In a bayesian view of such a world we are moving from parametric to non parametric world model. (For our language/state classifier the distinction is that for non-parametric the number of parameters in our tree is now potentially infinite though it may be easier to think of a tree that can always grow another branch or a restaurant that can always add another table or a stick that can always be broken further)
But the main point here is that the first three setting are more likely have a DSL as thier optimal language. While the last setting which is typicaly bundled with multiple evolving goals. AKA is best handled by a GNL - Generalist Natural Language.
However in terms of the outcome if sender and reciever don’t plan thier language they may still be optimal by luck. Also with an RL algorithm agents should be able to recover from poor choices eventually. More so if they use a bayesian belief system to revise thier value functions.
An algorithmic interlude
Let’s take a little timeout and consider the problem of language planning.
Suppose our states fit nicely in a table. We might think of a language that looks like a table.

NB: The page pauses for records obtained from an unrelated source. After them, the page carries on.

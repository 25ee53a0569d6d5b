//! A safe, owning wrapper around [`Pool`], in the same spirit as the
//! donor crate's `ThreadHandle`/`MutexGuard` pair: a `Drop`-based owning
//! handle plus a `Drop`-based RAII guard, so callers who want the raw
//! pointer API in `pool.rs` never have to.

use std::ops::{Deref, DerefMut};
use std::ptr::NonNull;

use crate::config::PoolConfig;
use crate::error::PoolError;
use crate::pool::Pool;

/// An owned pool. Dropping it tears the pool down; there is no manual
/// join/detach distinction the way there was for `ThreadHandle`, since a
/// pool has no concurrent task to wait on.
pub struct PoolHandle {
    pool: Option<Pool>,
}

impl PoolHandle {
    /// Initialize a pool and wrap it for safe, pointer-free use.
    pub fn new(config: PoolConfig) -> Result<Self, PoolError> {
        Ok(Self {
            pool: Some(Pool::init(config)?),
        })
    }

    /// Allocate `n_bytes`, returning an RAII guard that releases on drop.
    pub fn allocate(&self, n_bytes: u32) -> Option<Allocation<'_>> {
        let ptr = self.pool().allocate(n_bytes)?;
        Some(Allocation {
            pool: self.pool(),
            ptr,
            len: n_bytes as usize,
        })
    }

    /// Allocate `count * elem_size` zeroed bytes.
    pub fn zero_allocate(&self, count: u32, elem_size: usize) -> Option<Allocation<'_>> {
        let ptr = self.pool().zero_allocate(count, elem_size)?;
        Some(Allocation {
            pool: self.pool(),
            ptr,
            len: count as usize * elem_size,
        })
    }

    /// Explicitly tear the pool down, surfacing any failure from
    /// [`Pool::destroy`] instead of silently dropping it.
    pub fn destroy(mut self) -> Result<(), PoolError> {
        self.pool.take().expect("pool taken twice").destroy()
    }

    fn pool(&self) -> &Pool {
        self.pool.as_ref().expect("pool dropped before handle")
    }
}

/// A single live allocation borrowed from a [`PoolHandle`]. Releasing it
/// manually is never required: dropping the guard calls
/// [`Pool::release`] automatically, mirroring `MutexGuard`'s unlock-on-drop.
pub struct Allocation<'a> {
    pool: &'a Pool,
    ptr: NonNull<u8>,
    len: usize,
}

impl<'a> Allocation<'a> {
    /// Grow this allocation in place if it fits, or move it into a fresh
    /// span otherwise. On success `self` is updated to describe the
    /// (possibly relocated) span.
    pub fn reallocate(&mut self, n_bytes: u32) -> bool {
        match self.pool.reallocate(self.ptr.as_ptr(), n_bytes) {
            Some(new_ptr) => {
                self.ptr = new_ptr;
                self.len = n_bytes as usize;
                true
            }
            None => false,
        }
    }
}

impl<'a> Deref for Allocation<'a> {
    type Target = [u8];

    fn deref(&self) -> &[u8] {
        // SAFETY: `ptr` was returned by this pool's `allocate`/
        // `zero_allocate`/`reallocate` and remains exclusively ours
        // until this guard drops.
        unsafe { std::slice::from_raw_parts(self.ptr.as_ptr(), self.len) }
    }
}

impl<'a> DerefMut for Allocation<'a> {
    fn deref_mut(&mut self) -> &mut [u8] {
        // SAFETY: see `Deref`.
        unsafe { std::slice::from_raw_parts_mut(self.ptr.as_ptr(), self.len) }
    }
}

impl<'a> Drop for Allocation<'a> {
    fn drop(&mut self) {
        self.pool.release(self.ptr.as_ptr());
    }
}

#[cfg(test)]
mod tests {
    use super::*;

    fn config(capacity: u32, block_size: u32) -> PoolConfig {
        PoolConfig::new(capacity, block_size)
    }

    #[test]
    fn allocation_guard_writes_through_and_releases_on_drop() {
        let handle = PoolHandle::new(config(1024, 64)).unwrap();
        {
            let mut alloc = handle.allocate(32).unwrap();
            alloc.fill(0x42);
            assert!(alloc.iter().all(|&b| b == 0x42));
        }
        assert_eq!(handle.pool().free_count(), 16);
    }

    #[test]
    fn allocation_reallocate_grows_in_place_or_moves() {
        let handle = PoolHandle::new(config(1024, 64)).unwrap();
        let mut alloc = handle.allocate(32).unwrap();
        alloc[0] = 7;
        assert!(alloc.reallocate(65));
        assert_eq!(alloc[0], 7);
        assert_eq!(alloc.len(), 65);
    }

    #[test]
    fn destroy_consumes_the_handle() {
        let handle = PoolHandle::new(config(1024, 64)).unwrap();
        assert!(handle.destroy().is_ok());
    }
}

<f_1,f_2,f_3,...f_n> \to <s_1,s_2,s_3,...s_n>
- where f are fields and s are words
we would need unique symbols for each instance of s\in s_i or we could use lump them together as languages like german and turkish lump many words together so might do this
<f_1,f_2,f_3,...f_n> \to s_{\{1...n\}}
This could reduce the number of symbols we need to learn substantially from the power set of product of sub-states to the number of states. Though if our table is big there may still be much to learn.
The down side to this approach is that it would take a long time to learn this language by trial and error. The main issue here being that there are very many possible states and given s_{\{1...n\}} might match. Also the student doesn’t have any real advantage from learning a subset of the language. This is in fact the classic lewis signaling game.
So how can we do better? First we might be able to factor the table into smaller tables. Perhaps the first table might be correspond to NP and the second to VP.
<f_1,f_2,f_3,...f_n> \to np_{\{1...l\}},vp_{\{l+1...k\}}
and to complete the language we might require a grammar that aggregates
s_{\{1...n\}} \equiv <np_{\{1...l\}},vp_{\{l+1...k\}}>
Now we have |n_p|*|v_p| symbols but perhaps some n_p and v_p are very rare and better yet most combinations never come up. This means we only need to learn the top n_p and v_p and we can get an almost perfect score at the lewis game.
But the main benefit is that we learned to top few n_p and v_p much sooner than the first s_i. What if we could do better? Isn’t there a decomposition for n_p and v_p?
np_{\{1...n\}} \equiv <det_1,n_l>
and
v_p \equiv
\begin{cases}
<v_1>-- & \text(intransitive) \\
<v_1, n_2> & \text(transitive) \\
<v_1, v_2, n_2> & \text(modal, etc)
\end{cases}
and we might continue by having rules for v_p and n_p with morphologies.
While there is now more to learn we can learn it faster because we have to coordinate on much smaller set of sub-states, before we can (potentially) get any payoffs….
In fact we can start to get the full benefits of this grammar once we have learned to use a few items from each slot. We might be so lucky that some of the slots like determiners have only two options and that there are only a handful of pronouns.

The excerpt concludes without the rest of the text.